Saved data entries:
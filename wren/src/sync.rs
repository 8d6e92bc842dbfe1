//! Lock helpers.
//!
//! User code never runs while one of the runtime's own locks is held, so a
//! poisoned lock still guards consistent data and is recovered.

use std::sync::{Mutex, MutexGuard, PoisonError, RwLock, RwLockReadGuard, RwLockWriteGuard};

pub(crate) fn lock<T>(mutex: &Mutex<T>) -> MutexGuard<'_, T> {
    mutex.lock().unwrap_or_else(PoisonError::into_inner)
}

pub(crate) fn read<T>(lock: &RwLock<T>) -> RwLockReadGuard<'_, T> {
    lock.read().unwrap_or_else(PoisonError::into_inner)
}

pub(crate) fn write<T>(lock: &RwLock<T>) -> RwLockWriteGuard<'_, T> {
    lock.write().unwrap_or_else(PoisonError::into_inner)
}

● Aim of the task
An exact repeat of the lines from the one containing "repository 8d6e92bc842dbfe1" through the final line of the entries is the whole answer.

● Task result
repository 8d6e92bc842dbfe1
//! Lock helpers.
//!
//! User code never runs while one of the runtime's own locks is held, so a
//! poisoned lock still guards consistent data and is recovered.

use std::sync::{Mutex, MutexGuard, PoisonError, RwLock, RwLockReadGuard, RwLockWriteGuard};

pub(crate) fn lock<T>(mutex: &Mutex<T>) -> MutexGuard<'_, T> {
    mutex.lock().unwrap_or_else(PoisonError::into_inner)
}

pub(crate) fn read<T>(lock: &RwLock<T>) -> RwLockReadGuard<'_, T> {
    lock.read().unwrap_or_else(PoisonError::into_inner)
}

pub(crate) fn write<T>(lock: &RwLock<T>) -> RwLockWriteGuard<'_, T> {
    lock.write().unwrap_or_else(PoisonError::into_inner)
}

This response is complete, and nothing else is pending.